Hal lain yang baru aku tahu tentang dia, adalah bahwa dia adalah tipikal orang yang tidak percaya adanya tuhan, adanya doa. Tapi dalam beberapa bagian dari catatanya, aku rasa pendapat dan keyakinannya ini begitu ambigu. Tipikal persis pemuda di usia segitu. Ini bisa aku lihat dari catatannya tentang pertemuannya dengan seorang pemuda kriten yang tenang dengan kerejiusannya yang secara langsung di ikuti dengan penghujatannya pada pastur pastur. Dia mengecam mereka sebagai kelas baru kaum borjuis yang hidup bermewah mewahan dan memonopoli kebenaran. Benar benar tipikal seorang yang radikal dan pemberontak.

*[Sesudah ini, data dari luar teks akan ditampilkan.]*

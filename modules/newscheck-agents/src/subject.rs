use std::collections::HashMap;

use newscheck_common::{HeadlineSubject, Signal};

use crate::agent::into_signal;
use crate::{AgentRunner, PromptKind};

/// Subject, event and field of a headline.
#[derive(Clone)]
pub struct SubjectClassifier {
    runner: AgentRunner,
}

impl SubjectClassifier {
    pub fn new(runner: AgentRunner) -> Self {
        Self { runner }
    }

    pub async fn classify(&self, headline: &str) -> Signal<HeadlineSubject> {
        let vars = HashMap::from([("headline", self.runner.clip(headline))]);
        into_signal(self.runner.invoke(PromptKind::Class, &vars).await)
    }
}

#[cfg(test)]
mod tests {
    use super::*;
    use crate::testing::ScriptedModel;
    use crate::PromptSet;
    use newscheck_common::TopicCategory;
    use std::sync::Arc;
    use std::time::Duration;

    fn classifier(model: ScriptedModel) -> SubjectClassifier {
        SubjectClassifier::new(AgentRunner::new(
            Arc::new(model),
            Arc::new(PromptSet::defaults().unwrap()),
            Duration::from_secs(1),
        ))
    }

    #[tokio::test]
    async fn classifies_headline() {
        let model = ScriptedModel::new().on(
            PromptKind::Class,
            r#"{"subject": "El Congreso", "event": "aprueba la ley de vivienda", "topic": "Politics"}"#,
        );
        let subject = classifier(model)
            .classify("El Congreso aprueba la ley de vivienda")
            .await
            .into_value()
            .unwrap();
        assert_eq!(subject.subject, "El Congreso");
        assert_eq!(subject.topic, TopicCategory::Politics);
    }

    #[tokio::test]
    async fn topic_outside_the_enumeration_degrades() {
        let model = ScriptedModel::new().on(
            PromptKind::Class,
            r#"{"subject": "Real Madrid", "event": "gana la liga", "topic": "Sports"}"#,
        );
        assert!(classifier(model).classify("El Real Madrid gana la liga").await.is_degraded());
    }

    #[tokio::test]
    async fn transport_failure_degrades() {
        let model = ScriptedModel::new().fail(PromptKind::Class, "connection reset");
        let signal = classifier(model).classify("Titular").await;
        assert!(signal.degraded_reason().unwrap().contains("connection reset"));
    }
}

Aku yakin tipe orang seperti Gie banyak di negeri ini. Apa lagi mereka yang sedang dalam usia segitu, usia remaja yang masih sangat labil dengan gejolak yang melonjak lonjak. Bukan hanya dari mereka yang menganut agama Kristen atau Protestan seperti Gie, bahkan mereka yang mengaku muslimpun bisa saja mempunyai jalan pikiran yang sama dengannya. Aku juga punya teman muslim yang mengumpati adzan dan asik ber-sms ria saat mendengarkan khutbah jum’at. Merekakah para atheis yang tidak percaya pada Tuhan? Tapi toh mereka juga masih juga melakukan segala hal yang diajarkan agama mereka. Yang Kristen dan Protestan masih juga ke Gereja setiap minggu, yang muslim juga masih saja solat dan pergi ke Masjid. Tapi hati mereka tidak yakin, bahkan berusaha berdalil mengubah apa yang Tuhan ajarkan pada mereka. Entahlah. Untuk yang satu ini, andai dia ada, aku ingin bertukar pikiran habis habisan dengan Gie. “Gie, Tuhan itu ada bukan? Kamu sendiri sekarang sudah membuktikannya sendiri disana bukan? Beri tahu aku.”

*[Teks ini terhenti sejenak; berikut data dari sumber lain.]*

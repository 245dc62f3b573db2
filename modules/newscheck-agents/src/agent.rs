use std::collections::HashMap;
use std::sync::Arc;
use std::time::Duration;

use serde::de::DeserializeOwned;
use tracing::{debug, warn};

use newscheck_common::Signal;

use crate::prompts::SYSTEM_PROMPT;
use crate::response::parse_strict;
use crate::{AgentError, LanguageModel, PromptKind, PromptRequest, PromptSet};

const DEFAULT_MAX_PROMPT_BYTES: usize = 12_000;

/// Renders a prompt, calls the model under a timeout and parses the reply
/// strictly. Shared by every agent.
#[derive(Clone)]
pub struct AgentRunner {
    model: Arc<dyn LanguageModel>,
    prompts: Arc<PromptSet>,
    timeout: Duration,
    max_prompt_bytes: usize,
}

impl AgentRunner {
    pub fn new(model: Arc<dyn LanguageModel>, prompts: Arc<PromptSet>, timeout: Duration) -> Self {
        Self {
            model,
            prompts,
            timeout,
            max_prompt_bytes: DEFAULT_MAX_PROMPT_BYTES,
        }
    }

    /// Byte budget for each free-text value placed in a prompt.
    pub fn with_max_prompt_bytes(mut self, max_prompt_bytes: usize) -> Self {
        self.max_prompt_bytes = max_prompt_bytes.max(1);
        self
    }

    pub fn prompts(&self) -> &PromptSet {
        &self.prompts
    }

    pub fn clip<'a>(&self, text: &'a str) -> &'a str {
        ai_client::truncate_to_char_boundary(text, self.max_prompt_bytes)
    }

    pub async fn invoke<T: DeserializeOwned>(
        &self,
        kind: PromptKind,
        vars: &HashMap<&str, &str>,
    ) -> Result<T, AgentError> {
        let agent = kind.name();
        let request = PromptRequest {
            kind,
            system: SYSTEM_PROMPT.to_string(),
            user: self.prompts.get(kind).render(vars)?,
            schema_name: kind.schema_name(),
            schema: kind.response_schema(),
        };
        debug!(agent, prompt_bytes = request.user.len(), "Agent request");

        let raw = tokio::time::timeout(self.timeout, self.model.complete(&request))
            .await
            .map_err(|_| AgentError::Timeout {
                agent,
                after: self.timeout,
            })?
            .map_err(|e| AgentError::from_ai(agent, e))?;

        debug!(agent, response_bytes = raw.len(), "Agent response");
        parse_strict(agent, &raw)
    }
}

/// Catch an agent failure at the component boundary.
pub(crate) fn into_signal<T>(result: Result<T, AgentError>) -> Signal<T> {
    match result {
        Ok(value) => Signal::computed(value),
        Err(e) => {
            warn!(agent = e.agent(), transport = e.is_transport(), error = %e, "Signal degraded");
            Signal::degraded(e.to_string())
        }
    }
}

#[cfg(test)]
mod tests {
    use super::*;
    use crate::response::FilterResponse;
    use crate::testing::ScriptedModel;

    fn runner(model: ScriptedModel, timeout: Duration) -> AgentRunner {
        AgentRunner::new(
            Arc::new(model),
            Arc::new(PromptSet::defaults().unwrap()),
            timeout,
        )
    }

    fn vars() -> HashMap<&'static str, &'static str> {
        HashMap::from([("headline", "Titular"), ("context", "1. Titular")])
    }

    #[tokio::test]
    async fn parses_model_reply() {
        let model = ScriptedModel::new().on(PromptKind::Filter, r#"{"times": 1}"#);
        let reply: FilterResponse = runner(model, Duration::from_secs(1))
            .invoke(PromptKind::Filter, &vars())
            .await
            .unwrap();
        assert_eq!(reply.times, 1);
    }

    #[tokio::test]
    async fn slow_model_times_out() {
        let model = ScriptedModel::new()
            .on(PromptKind::Filter, r#"{"times": 1}"#)
            .delay(Duration::from_millis(200));
        let err = runner(model, Duration::from_millis(20))
            .invoke::<FilterResponse>(PromptKind::Filter, &vars())
            .await
            .unwrap_err();
        assert!(matches!(err, AgentError::Timeout { agent: "filter", .. }));
    }

    #[tokio::test]
    async fn request_carries_schema_and_rendered_prompt() {
        let model = Arc::new(ScriptedModel::new().on(PromptKind::Filter, r#"{"times": 0}"#));
        let runner = AgentRunner::new(
            model.clone(),
            Arc::new(PromptSet::defaults().unwrap()),
            Duration::from_secs(1),
        );
        runner
            .invoke::<FilterResponse>(PromptKind::Filter, &vars())
            .await
            .unwrap();

        let requests = model.requests();
        assert_eq!(requests.len(), 1);
        assert_eq!(requests[0].schema_name, "filter_response");
        assert!(requests[0].user.contains("1. Titular"));
        assert_eq!(requests[0].system, SYSTEM_PROMPT);
    }

    #[test]
    fn clip_respects_char_boundaries() {
        let runner = runner(ScriptedModel::new(), Duration::from_secs(1)).with_max_prompt_bytes(3);
        assert_eq!(runner.clip("añob"), "añ");
    }

    #[test]
    fn errors_become_degraded_signals() {
        let signal: Signal<u32> = into_signal(Err(AgentError::Parse {
            agent: "class",
            reason: "not json".into(),
        }));
        assert!(signal.degraded_reason().unwrap().contains("not json"));
        assert_eq!(into_signal::<u32>(Ok(2)).into_value(), Some(2));
    }
}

Hal aneh lain tentang sosok yang satu ini adalah ketidak percayaanya pada cinta yang suci. Dia berpendapat, bahkan sejak masih duduk di bangku SMP, kalau pernikahan itu cuma atas nafsu belaka. “… sebab kalau aku kawin aku tak tega menyetubuhinya, paling banyak aku mencium. … dia tidak mungkin mengadakan hubunga kelamin sebab baginya “ubermensh”-nya suci dan mau dikotori. Aku yakin inilah cinta sejati. … Kalau aku jatuh cinta, aku tidak akan mengawininya” (Soe Hok Gie, Catatan Seorang Demonstran, halaman 72) tulisnya dalam buku hariannya yang juga diikuti dengan kutipan langsung dari seorang temannya. Entah mengapa aku melihat di sinilah bekerja untuk dia pengaruh pengaruh dari keagamaan, dimana pastor pastor tidak menikah, padahal Gie sendiri adalah seorang yang tidak percaya adanya Tuhan.

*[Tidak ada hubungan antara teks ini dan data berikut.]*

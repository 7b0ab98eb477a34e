//! # Recording Reporter & Testing Guide
//!
//! [`RecordingReporter`] implements [`Reporter`] entirely in memory. Attach it
//! to a [`Dispenser`](crate::dispenser::Dispenser) or a
//! [`ScenarioRunner`](crate::lifecycle::ScenarioRunner) and assert on what was
//! reported afterwards.
//!
//! ## Writing Deterministic Tests
//!
//! Which of two beverages wins a contested ingredient is up to the scheduler.
//! Assert on totals (how many succeeded, what is left) rather than on which
//! beverage won, and pin thresholds with
//! [`ThresholdPolicy::Fixed`](crate::config::ThresholdPolicy::Fixed).
//!
//! ```rust
//! use std::sync::Arc;
//! use beverage_dispenser::config::{DispenserConfig, ThresholdPolicy};
//! use beverage_dispenser::lifecycle::ScenarioRunner;
//! use beverage_dispenser::model::Scenario;
//! use beverage_dispenser::reporting::RecordingReporter;
//!
//! #[tokio::main]
//! async fn main() {
//!     let reporter = Arc::new(RecordingReporter::new());
//!     let config = DispenserConfig::default().with_threshold(ThresholdPolicy::Fixed(10));
//!     let runner = ScenarioRunner::new(config, reporter.clone()).unwrap();
//!
//!     let scenario = Scenario::new("tea-time")
//!         .with_ingredient("hot_water", 150)
//!         .with_beverage("tea", [("hot_water", 100)])
//!         .with_beverage("tea", [("hot_water", 100)]);
//!     runner.run(scenario).await.unwrap();
//!
//!     // Exactly one tea fits, whichever task got there first
//!     assert_eq!(reporter.prepared_count(), 1);
//!     assert_eq!(reporter.failed_count(), 1);
//! }
//! ```

use parking_lot::Mutex;

use super::Reporter;
use crate::dispenser::PreparationOutcome;
use crate::model::LowStock;

#[derive(Debug, Default)]
pub struct RecordingReporter {
    scenarios: Mutex<Vec<String>>,
    outcomes: Mutex<Vec<PreparationOutcome>>,
    low_running: Mutex<Vec<Vec<LowStock>>>,
}

impl RecordingReporter {
    pub fn new() -> Self {
        Self::default()
    }

    /// Scenario names in the order they started.
    pub fn scenarios(&self) -> Vec<String> {
        self.scenarios.lock().clone()
    }

    /// Every outcome, in the order the outlets reported them.
    pub fn outcomes(&self) -> Vec<PreparationOutcome> {
        self.outcomes.lock().clone()
    }

    pub fn outcomes_for(&self, beverage: &str) -> Vec<PreparationOutcome> {
        self.outcomes
            .lock()
            .iter()
            .filter(|outcome| outcome.beverage() == beverage)
            .cloned()
            .collect()
    }

    pub fn prepared_count(&self) -> usize {
        self.outcomes.lock().iter().filter(|o| o.is_prepared()).count()
    }

    pub fn failed_count(&self) -> usize {
        self.outcomes.lock().iter().filter(|o| !o.is_prepared()).count()
    }

    /// One low-stock snapshot per finished scenario.
    pub fn low_running_reports(&self) -> Vec<Vec<LowStock>> {
        self.low_running.lock().clone()
    }
}

impl Reporter for RecordingReporter {
    fn scenario_started(&self, scenario: &str) {
        self.scenarios.lock().push(scenario.to_string());
    }

    fn outcome(&self, outcome: &PreparationOutcome) {
        self.outcomes.lock().push(outcome.clone());
    }

    fn low_running(&self, items: &[LowStock]) {
        self.low_running.lock().push(items.to_vec());
    }
}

Gie juga menghujat orang yang kebanyakan oleh orang lain di puja puji. Seperti Soekarno misalnya, orang yang menjadi tokoh utama dalam kemerdekaan negeri ini, bahkan dianggapnya sebagai penghianat kemerdekaan dan tujuan kemerdekaan itu sendiri. Bisa kita lihat dalam catatan catatan hariannya yang bertahun 1959 – 1960. Ditulisnya disana “ ya, dua kilometer dari pemakan kulit “paduka” kita mungkin lagi tertawa tawa, makan makan dengan istri isitrinya yang cantik. Dan kalau melihat gejala pemakan kulit itu, alangkah bangga hatiku. “Kita, generasi kita, ditugaskan untuk memberantas generasi tua yang pengacau … “”. Dia juga menulis tentang penolakan presiden Soekarno atas permintaan ampunan dari seorang yang di fonis hukuman mati. “Lihatlah Gandhi, pembunuhnya dimaafkan. Aku kita moral Presiden Soekarno itu tidak lebih dari moral tukang becak.” Tulisnya di catatan hariannya yang bertangal 12 Juni 1960.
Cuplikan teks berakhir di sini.